Yesterday I blogged about a stew that came together really well. The stew I’m posting about today…not so much.
You know how every once and a while you come across a recipe that sounds like it will either be very good or very bad? That’s how I felt about the Caribbean stew in Vegan Fire & Spice. The first thing I did was mentally eliminate both the black and green olives from the ingredients list. Olives are one of the few foods that I truly hate, and I couldn’t imagine having them in the stew along with all the other things that were supposed to go in it.
The rest of the components were just as unusual, at least when taken all together. Onions, peppers, minced hot chiles, diced tomatoes, salsa, sweet potatoes, pinto beans, and that make-or-break sweet ingredient, pineapple. Now that I come to list them out, it sounds like a recipe for stew collided with a recipe for chili and this was the result.
This was the first time I made something of Robin Robertson’s that I wound up not liking very much. I can’t say it was a bust, since I did take out a big component of the overall flavor by eliminating the olives, but there was still something that just didn’t jive for me. Some of the color variety was lost, as well, since I didn’t have a green pepper to break up all the vibrant colors of the other ingredients. Even serving it over millet didn’t do much. The texture was right, but the flavor didn’t quite fit.

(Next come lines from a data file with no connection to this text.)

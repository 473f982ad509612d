//! Tracing setup shared by the binary and long-running embedders.

pub use docqueue_observability_macros::obs;

use tracing_subscriber::{EnvFilter, layer::SubscriberExt, util::SubscriberInitExt};

pub const DEFAULT_FILTER: &str = "docqueue=info";

/// Installs the fmt subscriber with `RUST_LOG`, falling back to `docqueue=info`.
pub fn init() {
    init_with_filter(DEFAULT_FILTER);
}

pub fn init_with_filter(default_filter: &str) {
    let filter =
        EnvFilter::try_from_default_env().unwrap_or_else(|_| EnvFilter::new(default_filter));
    if let Err(err) = tracing_subscriber::registry()
        .with(filter)
        .with(tracing_subscriber::fmt::layer())
        .try_init()
    {
        eprintln!("tracing init failed: {err}");
    }
}
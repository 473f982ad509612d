//! Session-level queue operations layered over a backend.
//!
//! Every operation runs once without the advisory lock and is re-run under it
//! when the backend reports contention or a stale read; transient database
//! failures are retried with jittered backoff.

mod context;
mod dequeue;
mod heartbeat;
mod lease;
mod lock;
mod registry;
mod retry;
mod session;
mod stats;
mod status;

pub use context::QueueContext;
pub use dequeue::DequeueRequest;
pub use heartbeat::{RevertSweeperTask, spawn_revert_sweeper};
pub use lock::AdvisoryLock;
pub use registry::WorkflowSelector;
pub use retry::{BackoffPolicy, LockScope, RetryPolicy};
pub use session::QueueSession;
pub use status::{EnqueueRequest, SetStatusRequest};
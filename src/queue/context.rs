//! Process-wide queue state shared by every session.

use std::sync::{Arc, Mutex};
use std::time::{Duration, Instant};

use tokio::sync::watch;
use tokio::task::JoinHandle;
use tracing::{debug, info, warn};

use super::heartbeat::spawn_revert_sweeper;
use super::session::QueueSession;
use crate::backends::{PostgresBackend, QueueBackend, QueueResult};
use crate::config::QueueConfig;
use crate::model::RevertReport;
use crate::observability::obs;

/// Backend, configuration and revert throttle for one process.
///
/// Sessions hold an `Arc` to the context; there is no global instance.
pub struct QueueContext {
    backend: Arc<dyn QueueBackend>,
    config: QueueConfig,
    process_id: i64,
    last_revert_check: Mutex<Option<Instant>>,
}

impl QueueContext {
    pub fn new(backend: Arc<dyn QueueBackend>, config: QueueConfig) -> Arc<Self> {
        Arc::new(Self {
            backend,
            config,
            process_id: i64::from(std::process::id()),
            last_revert_check: Mutex::new(None),
        })
    }

    /// Builds the pool without connecting; the first query opens a connection.
    pub fn connect_lazy(config: QueueConfig) -> QueueResult<Arc<Self>> {
        let backend = PostgresBackend::connect_lazy(&config.database_url, config.max_connections)?;
        Ok(Self::new(Arc::new(backend), config))
    }

    /// Connects now and applies pending migrations.
    pub async fn connect_and_migrate(config: QueueConfig) -> QueueResult<Arc<Self>> {
        let backend =
            PostgresBackend::connect(&config.database_url, config.max_connections).await?;
        info!(max_connections = config.max_connections, "connected to queue database");
        Ok(Self::new(Arc::new(backend), config))
    }

    pub fn backend(&self) -> &Arc<dyn QueueBackend> {
        &self.backend
    }

    pub fn config(&self) -> &QueueConfig {
        &self.config
    }

    pub fn process_id(&self) -> i64 {
        self.process_id
    }

    pub fn session(self: &Arc<Self>) -> QueueSession {
        QueueSession::new(Arc::clone(self))
    }

    /// Starts the periodic revert sweeper when `lease.sweep_interval` is set.
    pub fn spawn_configured_sweeper(
        self: &Arc<Self>,
    ) -> Option<(JoinHandle<()>, watch::Sender<bool>)> {
        let interval = self.config.lease.sweep_interval?;
        Some(spawn_revert_sweeper(Arc::clone(self), interval))
    }

    pub async fn shutdown(&self) {
        self.backend.close().await;
        debug!(backend = self.backend.name(), "queue context closed");
    }

    /// Reverts every lease whose heartbeat is older than the lease timeout.
    /// Staleness is judged on the backend's clock, not this host's.
    ///
    /// Each lease is reverted on its own; a failure is logged and counted and
    /// the sweep moves on.
    #[obs]
    pub async fn revert_stale_leases(&self) -> QueueResult<RevertReport> {
        let timeout = self.config.lease.timeout;
        let leases = self.backend.stale_leases(timeout).await?;
        let mut report = RevertReport::default();
        for lease in leases {
            match self.backend.revert_stale_lease(lease.id, timeout).await {
                Ok(Some(summary)) => {
                    report.leases_reverted += 1;
                    report.records_reverted += summary.records_reverted;
                    info!(
                        lease_id = %lease.id,
                        machine = %lease.machine,
                        process_id = lease.process_id,
                        last_heartbeat = %lease.last_heartbeat,
                        reverted = summary.records_reverted,
                        "reverted stale worker lease"
                    );
                }
                Ok(None) => {
                    debug!(lease_id = %lease.id, "stale lease refreshed or already reverted");
                }
                Err(err) => {
                    report.failures += 1;
                    warn!(lease_id = %lease.id, error = %err, "failed to revert stale lease");
                }
            }
        }
        Ok(report)
    }

    /// Runs the revert sweep unless one ran within `revert_check_interval`.
    pub async fn revert_stale_if_due(&self) -> QueueResult<Option<RevertReport>> {
        if !self.claim_revert_slot(self.config.lease.revert_check_interval) {
            return Ok(None);
        }
        self.revert_stale_leases().await.map(Some)
    }

    fn claim_revert_slot(&self, interval: Duration) -> bool {
        let mut last = self
            .last_revert_check
            .lock()
            .expect("revert throttle poisoned");
        if last.is_some_and(|at| at.elapsed() < interval) {
            return false;
        }
        *last = Some(Instant::now());
        true
    }
}

#[cfg(test)]
mod tests {
    use super::*;
    use crate::backends::MemoryBackend;

    #[test]
    fn revert_slot_is_throttled() {
        let mut config = QueueConfig::test_config("memory://");
        config.lease.revert_check_interval = Duration::from_secs(60);
        let ctx = QueueContext::new(Arc::new(MemoryBackend::new()), config);
        assert!(ctx.claim_revert_slot(Duration::from_secs(60)));
        assert!(!ctx.claim_revert_slot(Duration::from_secs(60)));
        assert!(ctx.claim_revert_slot(Duration::ZERO));
    }

    #[tokio::test]
    async fn sweeper_only_starts_when_configured() {
        let ctx = QueueContext::new(
            Arc::new(MemoryBackend::new()),
            QueueConfig::test_config("memory://"),
        );
        assert!(ctx.spawn_configured_sweeper().is_none());

        let mut config = QueueConfig::test_config("memory://");
        config.lease.sweep_interval = Some(Duration::from_millis(5));
        let ctx = QueueContext::new(Arc::new(MemoryBackend::new()), config);
        let (handle, shutdown_tx) = ctx.spawn_configured_sweeper().expect("sweeper");
        shutdown_tx.send(true).expect("send shutdown");
        handle.await.expect("sweeper task");
    }
}
//! `#[obs]` attaches a `tracing::instrument` span to queue operations.
//!
//! The span is only emitted when the consuming crate is built with its
//! `observability` feature; otherwise the attribute expands to nothing.
//! Every span records the operation name in an `op` field so backend and
//! session spans can be filtered together.

use proc_macro::TokenStream;
use quote::quote;
use syn::{ItemFn, LitStr, parse_macro_input};

#[proc_macro_attribute]
pub fn obs(args: TokenStream, input: TokenStream) -> TokenStream {
    let mut item = parse_macro_input!(input as ItemFn);
    let op = LitStr::new(&item.sig.ident.to_string(), item.sig.ident.span());
    let attr = if args.is_empty() {
        syn::parse_quote!(
            #[cfg_attr(
                feature = "observability",
                tracing::instrument(level = "debug", skip_all, fields(op = #op))
            )]
        )
    } else {
        let args = proc_macro2::TokenStream::from(args);
        syn::parse_quote!(
            #[cfg_attr(
                feature = "observability",
                tracing::instrument(level = "debug", fields(op = #op), #args)
            )]
        )
    };
    item.attrs.push(attr);
    TokenStream::from(quote!(#item))
}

However, it wasn’t a total loss. With a few tweaks, this stew very easily becomes an interesting, spicy chili with sweet overtones. I know because that’s exactly what I did with the leftovers a few nights later.
Here’s the breakdown:
— Add more spices! Cinnamon and cumin feature largely in this dish, and there isn’t nearly enough of either in the original recipe.
— Use hot salsa and very hot chiles, or add a splash of hot sauce to bring up the level of spiciness. Even a chipotle chili would do.
— Serve with more salsa and shredded lettuce in a warm, crunchy tortilla bowl or with tortilla chips.
Or make the original and use the olives. I’d be interested to know how it comes out, though due to personal taste I’d never eat it that way. The biggest problem I had with the recipe as a whole was that the flavor seemed unbalanced, so perhaps the saltiness of the olives would fill in the gap.